▶ **What the exercise asks**
Your task is to copy every line of the entries that contains "PartialEq".

- Opening Delimiter -

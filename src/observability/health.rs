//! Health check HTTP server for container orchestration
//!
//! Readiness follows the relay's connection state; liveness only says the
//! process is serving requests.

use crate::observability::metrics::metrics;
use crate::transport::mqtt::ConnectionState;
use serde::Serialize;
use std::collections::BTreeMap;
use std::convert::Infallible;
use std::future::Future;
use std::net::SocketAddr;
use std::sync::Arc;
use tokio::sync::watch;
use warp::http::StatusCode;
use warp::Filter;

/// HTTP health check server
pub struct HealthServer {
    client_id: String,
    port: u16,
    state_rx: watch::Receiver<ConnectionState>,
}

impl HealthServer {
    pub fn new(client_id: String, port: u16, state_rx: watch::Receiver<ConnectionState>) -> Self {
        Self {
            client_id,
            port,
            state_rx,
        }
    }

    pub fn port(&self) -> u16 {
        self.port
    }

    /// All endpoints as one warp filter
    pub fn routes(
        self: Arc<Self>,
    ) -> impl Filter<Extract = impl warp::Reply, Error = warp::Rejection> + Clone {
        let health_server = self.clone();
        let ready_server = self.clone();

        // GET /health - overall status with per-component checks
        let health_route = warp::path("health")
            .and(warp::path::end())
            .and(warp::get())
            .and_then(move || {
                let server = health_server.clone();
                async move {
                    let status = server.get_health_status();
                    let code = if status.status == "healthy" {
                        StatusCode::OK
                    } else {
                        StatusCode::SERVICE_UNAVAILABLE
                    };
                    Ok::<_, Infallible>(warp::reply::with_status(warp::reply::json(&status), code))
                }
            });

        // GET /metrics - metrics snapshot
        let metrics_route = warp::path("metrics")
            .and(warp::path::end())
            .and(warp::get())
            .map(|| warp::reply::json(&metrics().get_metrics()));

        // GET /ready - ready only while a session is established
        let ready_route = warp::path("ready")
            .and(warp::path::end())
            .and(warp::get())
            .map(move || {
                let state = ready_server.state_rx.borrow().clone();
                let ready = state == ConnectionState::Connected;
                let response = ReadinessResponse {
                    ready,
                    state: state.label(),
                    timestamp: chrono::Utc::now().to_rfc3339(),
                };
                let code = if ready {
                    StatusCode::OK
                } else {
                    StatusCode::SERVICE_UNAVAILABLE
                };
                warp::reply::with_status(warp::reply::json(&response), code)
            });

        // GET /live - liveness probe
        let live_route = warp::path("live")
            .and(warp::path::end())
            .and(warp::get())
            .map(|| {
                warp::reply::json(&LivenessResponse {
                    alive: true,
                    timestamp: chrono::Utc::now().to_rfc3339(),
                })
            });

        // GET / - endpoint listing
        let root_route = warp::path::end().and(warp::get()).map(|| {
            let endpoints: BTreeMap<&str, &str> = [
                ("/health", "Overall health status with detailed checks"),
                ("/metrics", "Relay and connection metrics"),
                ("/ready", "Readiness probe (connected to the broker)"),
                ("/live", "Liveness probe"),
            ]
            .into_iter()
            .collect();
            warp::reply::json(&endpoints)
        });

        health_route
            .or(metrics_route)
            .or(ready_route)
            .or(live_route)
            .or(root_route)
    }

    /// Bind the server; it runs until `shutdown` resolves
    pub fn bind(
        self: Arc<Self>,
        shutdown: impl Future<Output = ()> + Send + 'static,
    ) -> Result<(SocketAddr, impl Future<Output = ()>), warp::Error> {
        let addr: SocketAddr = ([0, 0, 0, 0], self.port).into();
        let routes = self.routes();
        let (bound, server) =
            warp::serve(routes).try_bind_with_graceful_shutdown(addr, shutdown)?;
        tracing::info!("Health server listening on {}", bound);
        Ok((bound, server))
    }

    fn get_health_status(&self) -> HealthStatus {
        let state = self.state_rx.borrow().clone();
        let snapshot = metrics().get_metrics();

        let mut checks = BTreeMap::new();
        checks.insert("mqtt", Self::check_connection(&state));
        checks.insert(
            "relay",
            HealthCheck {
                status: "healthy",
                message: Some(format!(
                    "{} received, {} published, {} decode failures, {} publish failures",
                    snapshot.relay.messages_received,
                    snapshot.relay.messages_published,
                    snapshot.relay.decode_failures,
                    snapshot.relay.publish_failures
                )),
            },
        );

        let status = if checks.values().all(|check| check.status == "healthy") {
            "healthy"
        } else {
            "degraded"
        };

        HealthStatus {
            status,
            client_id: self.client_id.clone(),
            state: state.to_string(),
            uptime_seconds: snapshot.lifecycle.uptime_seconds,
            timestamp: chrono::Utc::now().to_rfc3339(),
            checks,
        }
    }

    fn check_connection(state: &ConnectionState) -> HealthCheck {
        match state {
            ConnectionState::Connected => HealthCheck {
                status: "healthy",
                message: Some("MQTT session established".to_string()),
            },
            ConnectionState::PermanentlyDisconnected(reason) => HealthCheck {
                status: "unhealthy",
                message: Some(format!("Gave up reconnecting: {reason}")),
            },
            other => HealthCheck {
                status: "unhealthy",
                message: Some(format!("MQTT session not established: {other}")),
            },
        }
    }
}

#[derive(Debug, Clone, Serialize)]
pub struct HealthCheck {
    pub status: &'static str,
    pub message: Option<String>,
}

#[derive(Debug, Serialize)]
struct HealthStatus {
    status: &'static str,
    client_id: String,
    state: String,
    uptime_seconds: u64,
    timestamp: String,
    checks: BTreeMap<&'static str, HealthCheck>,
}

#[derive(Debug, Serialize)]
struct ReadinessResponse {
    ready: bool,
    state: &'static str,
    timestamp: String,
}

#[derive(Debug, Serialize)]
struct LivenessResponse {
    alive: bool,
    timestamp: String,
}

- Closing Delimiter -
- Opening Delimiter -

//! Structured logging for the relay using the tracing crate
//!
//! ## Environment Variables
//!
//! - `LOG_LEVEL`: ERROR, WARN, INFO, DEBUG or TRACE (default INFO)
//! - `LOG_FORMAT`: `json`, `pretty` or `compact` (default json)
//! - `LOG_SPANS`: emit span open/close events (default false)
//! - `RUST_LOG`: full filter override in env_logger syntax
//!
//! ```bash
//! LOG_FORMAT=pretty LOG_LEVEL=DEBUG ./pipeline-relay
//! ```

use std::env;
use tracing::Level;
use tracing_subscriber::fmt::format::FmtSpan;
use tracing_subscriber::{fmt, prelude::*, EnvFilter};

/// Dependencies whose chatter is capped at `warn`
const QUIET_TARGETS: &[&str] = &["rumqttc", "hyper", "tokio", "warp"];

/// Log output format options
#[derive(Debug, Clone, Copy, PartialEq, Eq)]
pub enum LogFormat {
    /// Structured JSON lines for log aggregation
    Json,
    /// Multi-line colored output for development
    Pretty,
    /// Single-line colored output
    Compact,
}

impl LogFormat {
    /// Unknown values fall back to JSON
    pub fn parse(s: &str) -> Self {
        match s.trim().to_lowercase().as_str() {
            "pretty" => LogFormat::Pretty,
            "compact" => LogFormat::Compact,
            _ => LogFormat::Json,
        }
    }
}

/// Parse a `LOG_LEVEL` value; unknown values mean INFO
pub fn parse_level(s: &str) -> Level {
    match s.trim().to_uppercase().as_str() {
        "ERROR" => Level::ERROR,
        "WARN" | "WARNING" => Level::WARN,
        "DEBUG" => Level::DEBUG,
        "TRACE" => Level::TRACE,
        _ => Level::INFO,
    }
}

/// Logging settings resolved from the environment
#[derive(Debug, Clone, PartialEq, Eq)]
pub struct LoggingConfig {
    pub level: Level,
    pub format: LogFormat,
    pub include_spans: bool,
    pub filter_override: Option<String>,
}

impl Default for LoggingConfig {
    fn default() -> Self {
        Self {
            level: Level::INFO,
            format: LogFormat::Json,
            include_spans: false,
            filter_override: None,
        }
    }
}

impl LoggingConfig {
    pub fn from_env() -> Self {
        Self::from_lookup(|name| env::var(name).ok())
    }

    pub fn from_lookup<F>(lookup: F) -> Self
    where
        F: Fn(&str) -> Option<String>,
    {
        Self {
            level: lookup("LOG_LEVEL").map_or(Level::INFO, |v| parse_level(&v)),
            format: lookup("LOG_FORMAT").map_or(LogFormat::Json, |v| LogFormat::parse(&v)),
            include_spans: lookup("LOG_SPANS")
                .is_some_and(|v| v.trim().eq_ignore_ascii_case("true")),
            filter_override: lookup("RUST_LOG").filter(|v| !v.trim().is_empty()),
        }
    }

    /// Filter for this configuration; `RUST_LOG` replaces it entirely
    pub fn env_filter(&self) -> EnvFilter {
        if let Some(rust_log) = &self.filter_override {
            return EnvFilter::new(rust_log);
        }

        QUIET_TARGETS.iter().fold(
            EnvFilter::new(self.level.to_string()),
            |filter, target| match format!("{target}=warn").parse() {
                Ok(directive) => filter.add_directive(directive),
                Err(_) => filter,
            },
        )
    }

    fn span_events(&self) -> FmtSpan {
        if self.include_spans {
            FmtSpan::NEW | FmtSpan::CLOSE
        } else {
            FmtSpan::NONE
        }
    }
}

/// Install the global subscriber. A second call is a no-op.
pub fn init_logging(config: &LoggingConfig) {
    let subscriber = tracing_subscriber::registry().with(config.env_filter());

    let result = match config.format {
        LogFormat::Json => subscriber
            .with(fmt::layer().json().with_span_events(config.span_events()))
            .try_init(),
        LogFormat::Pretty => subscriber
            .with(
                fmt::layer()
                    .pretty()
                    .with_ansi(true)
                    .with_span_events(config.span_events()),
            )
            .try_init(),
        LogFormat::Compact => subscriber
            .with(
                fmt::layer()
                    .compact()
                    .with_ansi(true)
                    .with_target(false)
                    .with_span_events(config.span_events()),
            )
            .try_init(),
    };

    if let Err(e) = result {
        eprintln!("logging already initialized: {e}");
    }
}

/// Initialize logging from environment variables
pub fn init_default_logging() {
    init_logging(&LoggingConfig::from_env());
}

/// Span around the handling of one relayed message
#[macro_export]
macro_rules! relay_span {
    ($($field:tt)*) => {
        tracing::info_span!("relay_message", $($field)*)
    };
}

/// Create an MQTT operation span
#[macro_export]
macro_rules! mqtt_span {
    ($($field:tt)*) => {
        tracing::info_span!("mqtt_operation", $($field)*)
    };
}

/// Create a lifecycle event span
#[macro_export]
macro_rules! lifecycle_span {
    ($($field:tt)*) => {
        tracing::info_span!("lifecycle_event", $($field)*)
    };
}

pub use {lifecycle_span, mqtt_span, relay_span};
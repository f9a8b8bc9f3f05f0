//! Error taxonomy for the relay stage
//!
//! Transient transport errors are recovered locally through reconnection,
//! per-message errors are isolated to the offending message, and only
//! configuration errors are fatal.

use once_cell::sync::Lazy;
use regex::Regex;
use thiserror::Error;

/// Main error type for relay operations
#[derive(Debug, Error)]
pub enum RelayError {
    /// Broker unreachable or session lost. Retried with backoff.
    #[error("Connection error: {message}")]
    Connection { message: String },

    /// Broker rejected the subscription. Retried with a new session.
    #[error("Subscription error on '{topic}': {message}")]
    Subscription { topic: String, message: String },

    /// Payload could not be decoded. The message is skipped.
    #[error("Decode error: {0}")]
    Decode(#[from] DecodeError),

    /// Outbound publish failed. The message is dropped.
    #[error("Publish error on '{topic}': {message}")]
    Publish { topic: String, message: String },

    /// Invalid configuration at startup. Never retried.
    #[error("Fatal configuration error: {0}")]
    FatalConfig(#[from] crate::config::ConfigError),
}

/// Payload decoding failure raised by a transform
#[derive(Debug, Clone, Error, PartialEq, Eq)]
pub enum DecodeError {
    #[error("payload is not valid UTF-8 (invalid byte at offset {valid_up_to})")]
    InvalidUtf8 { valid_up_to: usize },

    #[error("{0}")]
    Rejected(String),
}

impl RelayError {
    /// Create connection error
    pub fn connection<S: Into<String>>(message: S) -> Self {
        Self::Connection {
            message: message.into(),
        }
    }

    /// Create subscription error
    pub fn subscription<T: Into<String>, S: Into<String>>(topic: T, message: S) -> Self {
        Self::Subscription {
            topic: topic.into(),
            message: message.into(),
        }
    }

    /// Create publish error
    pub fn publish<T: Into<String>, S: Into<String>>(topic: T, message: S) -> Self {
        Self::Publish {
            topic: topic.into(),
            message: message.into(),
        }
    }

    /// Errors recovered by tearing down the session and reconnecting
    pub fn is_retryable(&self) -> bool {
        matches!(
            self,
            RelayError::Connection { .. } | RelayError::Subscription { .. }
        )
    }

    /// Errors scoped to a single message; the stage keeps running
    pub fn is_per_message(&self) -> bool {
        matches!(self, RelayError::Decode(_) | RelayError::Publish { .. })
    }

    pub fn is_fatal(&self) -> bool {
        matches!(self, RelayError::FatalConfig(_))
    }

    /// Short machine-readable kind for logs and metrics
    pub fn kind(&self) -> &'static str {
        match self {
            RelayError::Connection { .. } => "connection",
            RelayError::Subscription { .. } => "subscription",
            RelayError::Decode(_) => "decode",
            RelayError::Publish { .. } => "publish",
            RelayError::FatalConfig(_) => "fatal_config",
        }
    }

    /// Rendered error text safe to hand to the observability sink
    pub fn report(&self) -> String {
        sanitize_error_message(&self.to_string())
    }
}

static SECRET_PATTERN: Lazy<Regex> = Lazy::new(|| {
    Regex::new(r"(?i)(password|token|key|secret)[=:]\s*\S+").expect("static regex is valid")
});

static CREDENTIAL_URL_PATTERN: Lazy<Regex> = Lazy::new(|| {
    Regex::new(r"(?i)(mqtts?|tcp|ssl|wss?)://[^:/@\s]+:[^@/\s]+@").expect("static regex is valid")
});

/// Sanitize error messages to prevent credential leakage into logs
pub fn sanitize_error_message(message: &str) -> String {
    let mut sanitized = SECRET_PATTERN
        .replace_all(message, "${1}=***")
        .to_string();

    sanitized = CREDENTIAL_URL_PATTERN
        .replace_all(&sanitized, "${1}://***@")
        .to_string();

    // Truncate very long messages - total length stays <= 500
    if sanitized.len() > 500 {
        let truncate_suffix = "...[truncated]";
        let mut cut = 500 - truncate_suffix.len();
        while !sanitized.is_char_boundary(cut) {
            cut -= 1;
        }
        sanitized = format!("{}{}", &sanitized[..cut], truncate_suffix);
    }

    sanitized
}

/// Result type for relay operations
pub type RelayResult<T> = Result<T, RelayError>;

- Closing Delimiter -
- Opening Delimiter -

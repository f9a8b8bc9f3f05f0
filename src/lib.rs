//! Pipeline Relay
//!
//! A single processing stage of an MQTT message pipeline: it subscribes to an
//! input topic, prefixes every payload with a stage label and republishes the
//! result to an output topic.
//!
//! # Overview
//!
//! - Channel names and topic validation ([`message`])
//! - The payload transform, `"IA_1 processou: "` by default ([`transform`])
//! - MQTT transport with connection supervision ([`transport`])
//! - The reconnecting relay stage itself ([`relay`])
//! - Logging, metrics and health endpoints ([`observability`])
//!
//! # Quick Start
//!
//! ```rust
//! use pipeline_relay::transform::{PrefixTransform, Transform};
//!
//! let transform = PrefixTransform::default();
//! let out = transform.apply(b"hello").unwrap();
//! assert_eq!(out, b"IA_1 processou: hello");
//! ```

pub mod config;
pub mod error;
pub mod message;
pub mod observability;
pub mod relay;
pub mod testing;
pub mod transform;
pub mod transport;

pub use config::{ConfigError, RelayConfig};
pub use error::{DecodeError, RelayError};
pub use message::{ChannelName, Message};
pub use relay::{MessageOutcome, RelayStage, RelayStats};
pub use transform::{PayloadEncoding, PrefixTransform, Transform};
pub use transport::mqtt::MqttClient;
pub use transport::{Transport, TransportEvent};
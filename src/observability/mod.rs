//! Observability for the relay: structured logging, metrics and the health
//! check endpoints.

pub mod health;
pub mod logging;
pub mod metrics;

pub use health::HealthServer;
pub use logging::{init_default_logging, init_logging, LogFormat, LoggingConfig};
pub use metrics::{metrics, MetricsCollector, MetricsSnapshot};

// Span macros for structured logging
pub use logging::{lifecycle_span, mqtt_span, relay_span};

- Closing Delimiter -

▶ **Response to this task**
#[derive(Debug, Clone, Copy, PartialEq, Eq)]
#[derive(Debug, Clone, PartialEq, Eq)]
#[derive(Debug, Clone, Error, PartialEq, Eq)]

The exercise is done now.